* Problem requirements *
Check each line of the material for "struct" and report how many lines have it, with nothing added.

* Provided information *
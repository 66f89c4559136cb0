//! Error types for sl-pipeline

use thiserror::Error;

/// Pipeline orchestration errors
#[derive(Error, Debug)]
pub enum PipelineError {
    /// Storage error
    #[error(transparent)]
    Store(#[from] sl_store::StoreError),

    /// P001: An input file exists but is not a JSON document batch
    #[error("[P001] Invalid input file {path}: {message}")]
    InputParse { path: String, message: String },

    /// P002: IO error with file path context
    #[error("[P002] IO error on '{path}': {source}")]
    IoWithPath {
        path: String,
        source: std::io::Error,
    },
}

/// Result type alias for PipelineError
pub type PipelineResult<T> = Result<T, PipelineError>;
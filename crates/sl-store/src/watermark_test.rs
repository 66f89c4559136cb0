use super::*;
use chrono::TimeZone;

fn ts(day: u32) -> DateTime<Utc> {
    Utc.with_ymd_and_hms(2024, 3, day, 8, 30, 0).unwrap()
}

#[test]
fn test_beginning_of_time_sentinel() {
    let sentinel = beginning_of_time();
    assert_eq!(sentinel, Utc.with_ymd_and_hms(1900, 1, 1, 0, 0, 0).unwrap());
}

#[tokio::test]
async fn test_absent_watermark_reads_none() {
    let store = DuckDbStore::open_memory().unwrap();
    assert_eq!(store.read_watermark("sales_silver").await.unwrap(), None);
}

#[tokio::test]
async fn test_commit_and_read_back() {
    let store = DuckDbStore::open_memory().unwrap();
    store.commit_watermark("sales_silver", ts(1)).await.unwrap();
    assert_eq!(
        store.read_watermark("sales_silver").await.unwrap(),
        Some(ts(1))
    );
}

#[tokio::test]
async fn test_commit_overwrites_single_row() {
    let store = DuckDbStore::open_memory().unwrap();
    store.commit_watermark("sales_silver", ts(1)).await.unwrap();
    store.commit_watermark("sales_silver", ts(2)).await.unwrap();

    assert_eq!(
        store.read_watermark("sales_silver").await.unwrap(),
        Some(ts(2))
    );
    assert_eq!(store.count_rows("silver.etl_metadata").unwrap(), 1);
}

#[tokio::test]
async fn test_pipeline_identities_are_independent() {
    let store = DuckDbStore::open_memory().unwrap();
    store.commit_watermark("sales_silver", ts(1)).await.unwrap();
    store.commit_watermark("returns_silver", ts(5)).await.unwrap();

    assert_eq!(
        store.read_watermark("sales_silver").await.unwrap(),
        Some(ts(1))
    );
    assert_eq!(
        store.read_watermark("returns_silver").await.unwrap(),
        Some(ts(5))
    );
}

#[tokio::test]
async fn test_subsecond_precision_round_trips() {
    let store = DuckDbStore::open_memory().unwrap();
    let precise = ts(1) + chrono::Duration::microseconds(123_456);
    store.commit_watermark("sales_silver", precise).await.unwrap();
    assert_eq!(
        store.read_watermark("sales_silver").await.unwrap(),
        Some(precise)
    );
}
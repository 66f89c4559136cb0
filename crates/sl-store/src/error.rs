//! Error types for sl-store

use thiserror::Error;

/// Storage layer errors
#[derive(Error, Debug)]
pub enum StoreError {
    /// Connection error (S001)
    #[error("[S001] Store connection failed: {0}")]
    ConnectionError(String),

    /// Schema migration error (S002)
    #[error("[S002] Store migration failed: {0}")]
    MigrationError(String),

    /// SQL execution error (S003)
    #[error("[S003] SQL execution failed: {0}")]
    ExecutionError(String),

    /// Query error (S004)
    #[error("[S004] Store query failed: {0}")]
    QueryError(String),

    /// Transaction management error (S005)
    #[error("[S005] Store transaction failed: {0}")]
    TransactionError(String),

    /// Mutex poisoned (S006)
    #[error("[S006] Store mutex poisoned: {0}")]
    MutexPoisoned(String),

    /// Timestamp round-trip error (S007)
    #[error("[S007] Invalid timestamp from store: {0}")]
    TimestampParse(String),

    /// Unknown reporting view (S008)
    #[error("[S008] Unknown reporting view: {0}")]
    UnknownView(String),
}

/// Result type alias for StoreError
pub type StoreResult<T> = Result<T, StoreError>;

impl From<duckdb::Error> for StoreError {
    fn from(err: duckdb::Error) -> Self {
        StoreError::ExecutionError(err.to_string())
    }
}
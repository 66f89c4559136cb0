//! sl-pipeline - Pipeline orchestrator for Sluice
//!
//! This crate owns the input boundary (JSON batch discovery and
//! archival) and the run sequencing over any [`sl_store::Store`]
//! backend.

pub mod error;
pub mod input;
pub mod runner;

pub use error::{PipelineError, PipelineResult};
pub use input::{archive_batch, discover_input, InputBatch};
pub use runner::PipelineRunner;
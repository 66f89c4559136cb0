//! Run state machine and report for a single pipeline run
//!
//! A run moves `Idle -> Extracting -> Classifying -> Loading -> Committing
//! -> Idle`, with `Aborted` reachable from any stage. The report is what a
//! front-end (CLI, scheduler) gets back; the durable checkpoint is the
//! watermark, not this struct.

use chrono::{DateTime, Utc};
use serde::{Deserialize, Serialize};
use uuid::Uuid;

/// Stage of the pipeline state machine
#[derive(Debug, Clone, Copy, PartialEq, Eq, Serialize, Deserialize)]
#[serde(rename_all = "lowercase")]
pub enum RunStage {
    /// No run in progress, or run finished cleanly
    Idle,
    /// Ingesting input and selecting landing rows past the watermark
    Extracting,
    /// Applying data-quality rules
    Classifying,
    /// Merging valid records into the target store
    Loading,
    /// Advancing the watermark
    Committing,
    /// Terminal failure state; watermark untouched
    Aborted,
}

/// Final status of a run
#[derive(Debug, Clone, Copy, PartialEq, Eq, Serialize, Deserialize)]
#[serde(rename_all = "lowercase")]
pub enum RunStatus {
    /// Run is currently in progress
    Running,
    /// Run completed successfully
    Completed,
    /// Input was absent or empty; nothing to do
    NoInput,
    /// Run failed with an unrecoverable error
    Aborted,
}

/// Per-stage record counts for a run
#[derive(Debug, Clone, Copy, Default, PartialEq, Eq, Serialize, Deserialize)]
pub struct RunCounts {
    /// Raw documents ingested into the landing store this run
    pub ingested: usize,
    /// Landing rows selected past the watermark
    pub extracted: usize,
    /// Records that passed every rule
    pub valid: usize,
    /// Records routed to the audit sink
    pub invalid: usize,
    /// Rows merged into the target store
    pub merged: usize,
}

/// Outcome of a single pipeline run
#[derive(Debug, Clone, Serialize, Deserialize)]
pub struct RunReport {
    /// Unique identifier for this run
    pub run_id: String,

    /// Pipeline identity the run executed under
    pub pipeline: String,

    /// When the run started
    pub started_at: DateTime<Utc>,

    /// When the run finished (success or abort)
    #[serde(skip_serializing_if = "Option::is_none")]
    pub finished_at: Option<DateTime<Utc>>,

    /// Stage the run ended in
    pub stage: RunStage,

    /// Final status
    pub status: RunStatus,

    /// Record counts per stage
    pub counts: RunCounts,

    /// Watermark read at run start, if one existed
    #[serde(skip_serializing_if = "Option::is_none")]
    pub watermark_before: Option<DateTime<Utc>>,

    /// Watermark after the run; equals `watermark_before` unless the run
    /// extracted rows and committed
    #[serde(skip_serializing_if = "Option::is_none")]
    pub watermark_after: Option<DateTime<Utc>>,

    /// Error message for aborted runs
    #[serde(skip_serializing_if = "Option::is_none")]
    pub error: Option<String>,
}

impl RunReport {
    /// Create a report for a run that is about to start
    pub fn new(pipeline: &str) -> Self {
        Self {
            run_id: Uuid::new_v4().to_string()[..8].to_string(),
            pipeline: pipeline.to_string(),
            started_at: Utc::now(),
            finished_at: None,
            stage: RunStage::Idle,
            status: RunStatus::Running,
            counts: RunCounts::default(),
            watermark_before: None,
            watermark_after: None,
            error: None,
        }
    }

    /// Enter a stage
    pub fn enter(&mut self, stage: RunStage) {
        log::debug!("Run {} entering stage {}", self.run_id, stage);
        self.stage = stage;
    }

    /// Mark the run as completed; the machine returns to `Idle`
    pub fn complete(&mut self) {
        self.stage = RunStage::Idle;
        self.status = RunStatus::Completed;
        self.finished_at = Some(Utc::now());
    }

    /// Mark the run as a non-fatal no-op (absent or empty input)
    pub fn complete_no_input(&mut self) {
        self.stage = RunStage::Idle;
        self.status = RunStatus::NoInput;
        self.finished_at = Some(Utc::now());
    }

    /// Mark the run as aborted, recording where and why it failed
    pub fn abort(&mut self, error: &str) {
        log::error!(
            "Run {} aborted in stage {}: {}",
            self.run_id,
            self.stage,
            error
        );
        self.stage = RunStage::Aborted;
        self.status = RunStatus::Aborted;
        self.error = Some(error.to_string());
        self.finished_at = Some(Utc::now());
    }

    /// Whether the run ended without error (completed or clean no-op)
    pub fn is_success(&self) -> bool {
        matches!(self.status, RunStatus::Completed | RunStatus::NoInput)
    }
}

impl std::fmt::Display for RunStage {
    fn fmt(&self, f: &mut std::fmt::Formatter<'_>) -> std::fmt::Result {
        match self {
            RunStage::Idle => write!(f, "idle"),
            RunStage::Extracting => write!(f, "extracting"),
            RunStage::Classifying => write!(f, "classifying"),
            RunStage::Loading => write!(f, "loading"),
            RunStage::Committing => write!(f, "committing"),
            RunStage::Aborted => write!(f, "aborted"),
        }
    }
}

impl std::fmt::Display for RunStatus {
    fn fmt(&self, f: &mut std::fmt::Formatter<'_>) -> std::fmt::Result {
        match self {
            RunStatus::Running => write!(f, "running"),
            RunStatus::Completed => write!(f, "completed"),
            RunStatus::NoInput => write!(f, "no input"),
            RunStatus::Aborted => write!(f, "aborted"),
        }
    }
}

#[cfg(test)]
#[path = "run_state_test.rs"]
mod tests;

* Exercise result *
3